# R Haas Departmental Workshop

The goal of this Departmental Workshop is to provide a light introduction to R. We aim to build up to data frames, which are one of the most commonly used data structures in R.

## Section 1: Jupyter Notebooks

This course will be using a Jupyter Notebook to interact with R.  The bit of extra setup is well worth it because the Notebook provides code completion and other helpful features.

Notebook files have the extension ".ipynb" to distinguish them from other Python (e.g., ".py") files.


### Open Jupyter Notebook on Haas DataHub

We *strongly* recommend using the Haas DataHub to run the materials for these lessons. You can access the DataHub by clicking this button:

[![DataHub](https://img.shields.io/badge/launch-datahub-blue)](https://mba200a-fall-2022.haastech.org/hub/user-redirect/git-pull?repo=https%3A%2F%2Fgithub.com%2Fdlab-berkeley%2FR-Haas-Workshop&urlpath=tree%2FR-Haas-Workshop%2Flessons%2F01_introduction.ipynb&branch=main)

Some users may have to click the link twice if the materials do not load initially.

The DataHub downloads this repository, along with any necessary packages, and allows you to run the materials in an instance on UC Berkeley's servers. No installation is needed from your end - you only need an internet browser and a CalNet ID to log in. By using the DataHub, you can save your work and come back to it at any time.

### Navigating in Jupyter Notebook

Jupyter Notebooks have more useful features for interactive use than a standard interpreter, but they work in the same basic way: you type things and then execute them.

Unlike many graphical systems, you don't need to press a button to run your code! Instead, **you typically run code using Shift-Enter**. This also moves you to the next box (or "cell") for code below the one you just ran.

Using Jupyter notebooks has several advantages:

- You can easily type, edit, and copy and paste blocks of code.
- Tab complete allows you to easily access the names of things you are using and learn more about them.
- It allows you to annotate your code with links, different sized text, bullets, etc., to make it more accessible to you and your collaborators.
- It allows you to display figures next to the code that produces them to tell a complete story of the analysis.
- The notebook is stored as JSON but can be saved as a .py file if you would like to run it from the Bash shell or a Python interpreter.

## Section 2: Variable Assignment

We'll start our foray into R with variables, which are one of the most fundamental concepts in programming.

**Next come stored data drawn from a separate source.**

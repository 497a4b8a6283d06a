//! Argument bindings of the explored function.
//!
//! An [`Invocation`] names the target and binds every declared parameter
//! either to a fixed concrete value or to a fresh symbolic handle. Only the
//! symbolic parameters make up the [`Inputs`] that exploration varies.

use std::fmt;
use std::ops::Index;

use crate::config::ConfigError;
use crate::expr::Bindings;
use crate::solver::Model;
use crate::sym::Sym;
use crate::value::Value;

/// Concrete values of the symbolic parameters for one run, in declaration order.
#[derive(Debug, Clone, Default, PartialEq, Eq)]
pub struct Inputs {
    values: Vec<(String, Value)>,
}

impl Inputs {
    pub fn new() -> Self {
        Self::default()
    }

    pub fn get(&self, name: &str) -> Option<&Value> {
        self.values.iter().find(|(n, _)| n == name).map(|(_, v)| v)
    }

    /// Sets `name` to `value`, appending it if not present.
    pub fn set(&mut self, name: impl Into<String>, value: Value) {
        let name = name.into();
        match self.values.iter_mut().find(|(n, _)| *n == name) {
            Some((_, v)) => *v = value,
            None => self.values.push((name, value)),
        }
    }

    pub fn with(mut self, name: impl Into<String>, value: impl Into<Value>) -> Self {
        self.set(name, value.into());
        self
    }

    pub fn len(&self) -> usize {
        self.values.len()
    }

    pub fn is_empty(&self) -> bool {
        self.values.is_empty()
    }

    pub fn iter(&self) -> impl Iterator<Item = (&str, &Value)> {
        self.values.iter().map(|(n, v)| (n.as_str(), v))
    }
}

impl Bindings for Inputs {
    fn value_of(&self, name: &str) -> Option<&Value> {
        self.get(name)
    }
}

impl fmt::Display for Inputs {
    fn fmt(&self, f: &mut fmt::Formatter<'_>) -> fmt::Result {
        write!(f, "(")?;
        for (i, (name, value)) in self.values.iter().enumerate() {
            if i > 0 {
                write!(f, ", ")?;
            }
            write!(f, "{}={}", name, value)?;
        }
        write!(f, ")")
    }
}

#[derive(Debug, Clone, PartialEq, Eq)]
pub enum Binding {
    Concrete(Value),
    /// Symbolic handle seeded with the given value.
    Symbolic(Value),
}

/// Bound parameters of the explored function.
#[derive(Debug, Clone)]
pub struct Invocation {
    name: String,
    params: Vec<(String, Binding)>,
}

impl Invocation {
    /// Starts binding the parameters of function `name`.
    pub fn builder<S: Into<String>>(name: impl Into<String>, params: impl IntoIterator<Item = S>) -> InvocationBuilder {
        InvocationBuilder {
            name: name.into(),
            params: params.into_iter().map(Into::into).collect(),
            concrete: Vec::new(),
            symbolic: Vec::new(),
        }
    }

    pub fn name(&self) -> &str {
        &self.name
    }

    pub fn params(&self) -> &[(String, Binding)] {
        &self.params
    }

    pub fn symbolic_names(&self) -> impl Iterator<Item = &str> {
        self.params.iter().filter_map(|(n, b)| match b {
            Binding::Symbolic(_) => Some(n.as_str()),
            Binding::Concrete(_) => None,
        })
    }

    /// Seed values of the symbolic parameters.
    pub fn initial_inputs(&self) -> Inputs {
        let mut inputs = Inputs::new();
        for (name, binding) in &self.params {
            if let Binding::Symbolic(seed) = binding {
                inputs.set(name.clone(), seed.clone());
            }
        }
        inputs
    }

    /// Builds the arguments of one run: symbolic parameters take their value from `inputs`.
    pub fn arguments(&self, inputs: &Inputs) -> Arguments {
        let values = self
            .params
            .iter()
            .map(|(name, binding)| {
                let arg = match binding {
                    Binding::Concrete(v) => Sym::concrete(v.clone()),
                    Binding::Symbolic(seed) => {
                        let value = inputs.get(name).unwrap_or(seed).clone();
                        // Sorts were checked when the invocation was built.
                        Sym::symbolic(name.clone(), value).unwrap_or_else(|| Sym::concrete(seed.clone()))
                    }
                };
                (name.clone(), arg)
            })
            .collect();
        Arguments { values }
    }

    /// Overlays a solver model on `base`.
    ///
    /// Only symbolic parameters are taken from the model, and only when the
    /// model value has the parameter's sort.
    pub fn apply_model(&self, base: &Inputs, model: &Model) -> Inputs {
        let mut inputs = base.clone();
        for (name, binding) in &self.params {
            let Binding::Symbolic(seed) = binding else {
                continue;
            };
            if let Some(value) = model.get(name) {
                if value.sort() == seed.sort() {
                    inputs.set(name.clone(), value.clone());
                }
            }
        }
        inputs
    }
}

pub struct InvocationBuilder {
    name: String,
    params: Vec<String>,
    concrete: Vec<(String, Value)>,
    symbolic: Vec<(String, Value)>,
}

impl InvocationBuilder {
    pub fn concrete(mut self, name: impl Into<String>, value: impl Into<Value>) -> Self {
        self.concrete.push((name.into(), value.into()));
        self
    }

    pub fn symbolic(mut self, name: impl Into<String>, value: impl Into<Value>) -> Self {
        self.symbolic.push((name.into(), value.into()));
        self
    }

    /// Validates the bindings.
    ///
    /// Parameters with no binding become symbolic integers seeded at 0.
    pub fn build(self) -> Result<Invocation, ConfigError> {
        for (i, p) in self.params.iter().enumerate() {
            if self.params[..i].contains(p) {
                return Err(ConfigError::DuplicateParameter(p.clone()));
            }
        }

        let all = self.concrete.iter().chain(self.symbolic.iter());
        for (name, _) in all {
            if !self.params.contains(name) {
                return Err(ConfigError::UnknownParameter {
                    function: self.name.clone(),
                    name: name.clone(),
                });
            }
        }
        for bindings in [&self.concrete, &self.symbolic] {
            for (i, (name, _)) in bindings.iter().enumerate() {
                if bindings[..i].iter().any(|(n, _)| n == name) {
                    return Err(ConfigError::DuplicateBinding(name.clone()));
                }
            }
        }
        for (name, _) in &self.concrete {
            if self.symbolic.iter().any(|(n, _)| n == name) {
                return Err(ConfigError::ConflictingBinding(name.clone()));
            }
        }
        for (name, value) in &self.symbolic {
            if value.sort().is_none() {
                return Err(ConfigError::NoSymbolicType {
                    name: name.clone(),
                    type_name: value.type_name(),
                });
            }
        }

        let params = self
            .params
            .into_iter()
            .map(|name| {
                let binding = if let Some((_, v)) = self.concrete.iter().find(|(n, _)| *n == name) {
                    Binding::Concrete(v.clone())
                } else if let Some((_, v)) = self.symbolic.iter().find(|(n, _)| *n == name) {
                    Binding::Symbolic(v.clone())
                } else {
                    Binding::Symbolic(Value::from(0))
                };
                (name, binding)
            })
            .collect();

        Ok(Invocation { name: self.name, params })
    }
}

/// Arguments of one run, in declaration order.
#[derive(Debug, Clone)]
pub struct Arguments {
    values: Vec<(String, Sym)>,
}

impl Arguments {
    pub fn get(&self, name: &str) -> Option<&Sym> {
        self.values.iter().find(|(n, _)| n == name).map(|(_, s)| s)
    }

    pub fn len(&self) -> usize {
        self.values.len()
    }

    pub fn is_empty(&self) -> bool {
        self.values.is_empty()
    }

    pub fn iter(&self) -> impl Iterator<Item = (&str, &Sym)> {
        self.values.iter().map(|(n, s)| (n.as_str(), s))
    }
}

impl Index<&str> for Arguments {
    type Output = Sym;

    fn index(&self, name: &str) -> &Sym {
        match self.get(name) {
            Some(s) => s,
            None => panic!("no argument named `{}`", name),
        }
    }
}
use std::path::PathBuf;
use std::sync::Arc;
use std::time::Instant;

use clap::{ArgAction, Parser, ValueEnum};
use color_eyre::eyre::WrapErr;
use log::info;

use concolic_rs::config::{ExplorationConfig, TimeoutLadder};
use concolic_rs::engine::ExplorationEngine;
use concolic_rs::script::load_module;
use concolic_rs::solver::process::ProcessSolver;
use concolic_rs::solver::search::SearchSolver;
use concolic_rs::solver::SolverAdapter;

#[derive(Debug, Copy, Clone, PartialEq, Eq, ValueEnum)]
enum SolverKind {
    /// Built-in propagation and candidate search.
    Search,
    /// `z3` binary on the PATH.
    Z3,
    /// `cvc5` binary on the PATH.
    Cvc5,
}

#[derive(Debug, Parser)]
#[command(author, version, about = "Explore the paths of a target module")]
struct Cli {
    /// Target module; its entry point is the function named after the file stem.
    #[arg(value_name = "MODULE")]
    module: PathBuf,

    /// Number of solver workers.
    #[arg(long, value_name = "INT", default_value = "1")]
    workers: usize,

    /// Stop after this many runs.
    #[arg(long, value_name = "INT")]
    max_iterations: Option<usize>,

    /// Solver timeouts in milliseconds, comma-separated.
    #[arg(long, value_name = "MS", value_delimiter = ',')]
    timeouts: Vec<u64>,

    #[arg(long, value_enum, default_value = "search")]
    solver: SolverKind,

    /// Write the constraint tree in DOT format to this file.
    #[arg(long, value_name = "FILE")]
    dot: Option<PathBuf>,

    /// More logging (repeat for trace).
    #[arg(short, long, action = ArgAction::Count)]
    verbose: u8,

    /// Only log warnings and errors.
    #[arg(short, long, conflicts_with = "verbose")]
    quiet: bool,
}

impl Cli {
    fn level(&self) -> simplelog::LevelFilter {
        match (self.quiet, self.verbose) {
            (true, _) => simplelog::LevelFilter::Warn,
            (false, 0) => simplelog::LevelFilter::Info,
            (false, 1) => simplelog::LevelFilter::Debug,
            (false, _) => simplelog::LevelFilter::Trace,
        }
    }

    fn config(&self) -> color_eyre::Result<ExplorationConfig> {
        let mut config = ExplorationConfig::default().with_workers(self.workers);
        if !self.timeouts.is_empty() {
            config = config.with_ladder(TimeoutLadder::from_millis(&self.timeouts)?);
        }
        if let Some(n) = self.max_iterations {
            config = config.with_max_iterations(n);
        }
        Ok(config)
    }

    fn solver(&self) -> Arc<dyn SolverAdapter> {
        match self.solver {
            SolverKind::Search => Arc::new(SearchSolver::new()),
            SolverKind::Z3 => Arc::new(ProcessSolver::z3()),
            SolverKind::Cvc5 => Arc::new(ProcessSolver::cvc5()),
        }
    }
}

fn main() -> color_eyre::Result<()> {
    color_eyre::install()?;

    let args = Cli::parse();

    simplelog::TermLogger::init(
        args.level(),
        simplelog::Config::default(),
        simplelog::TerminalMode::Mixed,
        simplelog::ColorChoice::Auto,
    )?;

    let time_total = Instant::now();

    let target = load_module(&args.module).wrap_err_with(|| format!("failed to load `{}`", args.module.display()))?;
    let config = args.config()?;
    let solver = args.solver();
    info!("solver: {}", solver.name());

    let invocation = target.invocation().clone();
    let engine = ExplorationEngine::new(invocation, target, solver, config)?;
    let result = engine.explore();

    for (i, (inputs, outcome)) in result.runs().enumerate() {
        println!("#{} {} -> {}", i + 1, inputs, outcome);
    }

    let tree = result.tree.stats();
    let failures = result.failures().count();
    println!(
        "{} run(s), {} failure(s), {} node(s), {} archived, max depth {}",
        result.generated_inputs.len(),
        failures,
        tree.nodes,
        tree.archived,
        tree.max_depth
    );

    if let Some(path) = &args.dot {
        std::fs::write(path, result.tree.to_dot()).wrap_err_with(|| format!("failed to write `{}`", path.display()))?;
        info!("constraint tree written to {}", path.display());
    }

    info!("total time: {:.3} s", time_total.elapsed().as_secs_f64());

    Ok(())
}
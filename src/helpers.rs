/// Index one step forward from `index`, wrapping from the last position back
/// to 0. Returns [`None`] for an empty sequence.
#[inline]
pub(crate) fn step_forward(index: usize, len: usize) -> Option<usize> {
    if len == 0 {
        None
    } else if index == len - 1 {
        Some(0)
    } else {
        // An index past the end (the sequence shrank since the last read)
        // still just increments; the next read resets it.
        Some(index.saturating_add(1))
    }
}

/// Index one step backward from `index`, wrapping from 0 to the last
/// position. Returns [`None`] for an empty sequence.
#[inline]
pub(crate) fn step_backward(index: usize, len: usize) -> Option<usize> {
    if len == 0 {
        None
    } else if index == 0 {
        Some(len - 1)
    } else {
        Some(index - 1)
    }
}

/// Offsets an in-bounds `index` by `offset` steps in either direction,
/// wrapping around `len` as many times as needed.
#[inline]
pub(crate) fn mod_cycle_offset(index: usize, len: usize, offset: usize, forward: bool) -> Option<usize> {
    debug_assert!((len > 0 && index < len) || len == 0);

    // An empty sequence can never have a valid index.
    if len == 0 {
        return None;
    }

    // NOTE: Reducing the offset first avoids overflow in `(a + b) % n`.
    let mod_offset = offset % len;

    if mod_offset == 0 {
        return Some(index);
    }

    let b = if forward {
        mod_offset
    } else {
        // Stepping `n` backward is stepping `len - n` forward.
        len - mod_offset
    };

    let z = len - index;

    let d = if b >= z { b - z } else { index + b };
    debug_assert!(d < len);

    Some(d)
}
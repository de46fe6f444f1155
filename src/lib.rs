//! A cyclic selector over a sequence.
//!
//! [`CycleSelector`] keeps a current index into a sequence and moves it with
//! [`next`](CycleSelector::next) and [`prev`](CycleSelector::prev), wrapping
//! around at either end. The sequence itself is never owned: it is read
//! through a [`Source`], which may be a fixed list, a shared cell that someone
//! else mutates, or a function called on demand.
//!
//! The selected value is derived on every read. If the sequence changed so
//! that the stored index no longer points at an element, the read resets the
//! index to 0 and returns the first element instead.
//!
//! ```
//! use std::cell::RefCell;
//! use std::rc::Rc;
//!
//! use cyclist::CycleSelector;
//!
//! let items = Rc::new(RefCell::new(vec![1, 2, 3]));
//! let selector = CycleSelector::new(Rc::clone(&items));
//!
//! selector.prev();
//! assert_eq!(selector.state(), Some(3));
//!
//! *items.borrow_mut() = vec![1, 2];
//! assert_eq!(selector.state(), Some(1));
//! ```
//!
//! Nothing is recomputed automatically: callers re-read
//! [`state`](CycleSelector::state) whenever they need the current value.

macro_rules! log_trace {
    ($($arg:tt)*) => {{
        #[cfg(feature = "log")]
        ::log::trace!($($arg)*);
    }};
}

macro_rules! log_debug {
    ($($arg:tt)*) => {{
        #[cfg(feature = "log")]
        ::log::debug!($($arg)*);
    }};
}

use core::cell::Cell;

pub use crate::error::CycleError;
pub use crate::iter::Rotation;
pub use crate::source::Source;

use crate::helpers::{mod_cycle_offset, step_backward, step_forward};

mod error;
mod helpers;
mod iter;
mod source;

#[derive(Clone, Debug)]
pub struct CycleSelector<T> {
    source: Source<T>,
    index: Cell<usize>,
}

impl<T> CycleSelector<T> {
    /// Creates a selector over `source`, positioned at index 0.
    ///
    /// An empty sequence is accepted; reads from it yield nothing until it
    /// gains elements.
    pub fn new<S>(source: S) -> Self
    where
        S: Into<Source<T>>,
    {
        Self {
            source: source.into(),
            index: Cell::new(0),
        }
    }

    /// Creates a selector whose sequence is produced by calling `func` each
    /// time it is needed.
    pub fn from_fn<F>(func: F) -> Self
    where
        F: Fn() -> Vec<T> + 'static,
    {
        Self::new(Source::supplier(func))
    }

    /// Moves to the next position, wrapping from the last position to 0.
    ///
    /// The wrap is computed against the length of the sequence right now.
    /// A stored index left out of range by a shrinking sequence is not
    /// corrected here; the next read does that.
    pub fn next(&self) {
        let len = self.source.len();
        let index = self.index.get();

        match step_forward(index, len) {
            Some(next) => {
                log_trace!("cycle next: {} -> {} (len {})", index, next, len);
                self.index.set(next);
            }
            None => log_debug!("cycle next: sequence is empty, index stays at {}", index),
        }
    }

    /// Moves to the previous position, wrapping from 0 to the last position.
    pub fn prev(&self) {
        let len = self.source.len();
        let index = self.index.get();

        match step_backward(index, len) {
            Some(prev) => {
                log_trace!("cycle prev: {} -> {} (len {})", index, prev, len);
                self.index.set(prev);
            }
            None => log_debug!("cycle prev: sequence is empty, index stays at {}", index),
        }
    }

    /// Moves `n` positions forward, wrapping as many times as needed.
    pub fn advance_by(&self, n: usize) {
        self.offset_by(n, true);
    }

    /// Moves `n` positions backward, wrapping as many times as needed.
    pub fn retreat_by(&self, n: usize) {
        self.offset_by(n, false);
    }

    fn offset_by(&self, n: usize, forward: bool) {
        let len = self.source.len();

        // Out-of-range positions count from 0, as a read would.
        let index = match self.index.get() {
            i if i < len => i,
            _ => 0,
        };

        match mod_cycle_offset(index, len, n, forward) {
            Some(target) => {
                log_trace!("cycle offset by {} (forward: {}): {} -> {} (len {})", n, forward, index, target, len);
                self.index.set(target);
            }
            None => {
                log_debug!("cycle offset: sequence is empty, index reset to 0");
                self.index.set(0);
            }
        }
    }

    /// Moves back to index 0.
    pub fn reset(&self) {
        self.index.set(0);
    }

    /// Resolves the current sequence and hands the selected element to
    /// `func`, or [`None`] if the sequence is empty.
    ///
    /// If the stored index is out of range for the sequence as it is now, it
    /// is reset to 0 and the first element is used.
    ///
    /// # Panics
    ///
    /// Panics if the source is a [`Source::Shared`] cell that is mutably
    /// borrowed, including from inside `func`.
    pub fn with_state<R, F>(&self, func: F) -> R
    where
        F: FnOnce(Option<&T>) -> R,
    {
        self.source.with(|seq| {
            let index = self.index.get();

            match seq.get(index) {
                Some(item) => func(Some(item)),
                None => {
                    if index != 0 {
                        log_debug!("cycle index {} out of range for len {}, reset to 0", index, seq.len());
                    }
                    self.index.set(0);
                    func(seq.first())
                }
            }
        })
    }

    /// Returns the stored index. This is not checked against the current
    /// sequence; it may be out of range until the next read.
    #[inline]
    pub fn index(&self) -> usize {
        self.index.get()
    }

    /// Returns the current length of the underlying sequence.
    #[inline]
    pub fn len(&self) -> usize {
        self.source.len()
    }

    #[inline]
    pub fn is_empty(&self) -> bool {
        self.source.is_empty()
    }

    #[inline]
    pub fn source(&self) -> &Source<T> {
        &self.source
    }
}

impl<T: Clone> CycleSelector<T> {
    /// Returns the currently selected element, or [`None`] if the sequence
    /// is empty. See [`Self::with_state`] for the reset behaviour.
    pub fn state(&self) -> Option<T> {
        self.with_state(|item| item.cloned())
    }

    /// Similar to [`Self::state`], but reports an empty sequence as
    /// [`CycleError::EmptySequence`].
    pub fn try_state(&self) -> Result<T, CycleError> {
        self.state().ok_or(CycleError::EmptySequence)
    }

    /// Returns a plain copy of the sequence as it is right now.
    pub fn get_plain(&self) -> Vec<T> {
        self.source.snapshot()
    }

    /// Returns an iterator over a copy of the sequence, starting at the
    /// selected element and wrapping around once.
    pub fn rotation(&self) -> Rotation<T> {
        self.source.with(|seq| {
            if self.index.get() >= seq.len() {
                self.index.set(0);
            }
            Rotation::new(seq.to_vec(), self.index.get())
        })
    }
}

A variable is simply a placeholder for another value.

Try assigning the value "5" to the variable `number` and then run `number` in its own cell.

In [None]:
# The variable "number" is a placeholder for "5"
number <- 5

In [None]:
number

In [None]:
# You can also use the '=' operator to do variable assignment. 
number = 5

In [None]:
number

There are subtle differences between '<-' and '=', which won't matter in most cases. However, using '<-' is considered good code style. You want your code to adhere to good stylistic practices, since that makes it easier to read and use by other users.

In [None]:
# You can perform basic arithmetic in R
number + 1
number - 2
number * 3
number / 4

Use a hashtag to comment your code (e.g., write notes to your future self and your collaborators) to help keep your script organized. 

## Section 3: Functions and Arguments

A recurring theme in programming is **abstraction**. We use a placeholder to _represent_ some other value or operation to make our code, so that we don't have to keep typing out those values or operations repeatedly. Variables are an abstraction of values: for example, rather than always having to type out the value for pi, we can store it in a variable called `pi`, and simply reference that. In the same vein, **functions** are abstractions of sometimes complex actions.

**Functions** perform actions on inputs. They are followed by trailing round parentheses.

**Arguments** are the inputs - values, expressions, text, entire datasets, etc. You tell a function what arguments it needs inside the parentheses. Sometimes, these arguments are "named". This is helpful when you need to enter multiple arguments: the names tell R which arguments correspond to what variables you're passing into the function.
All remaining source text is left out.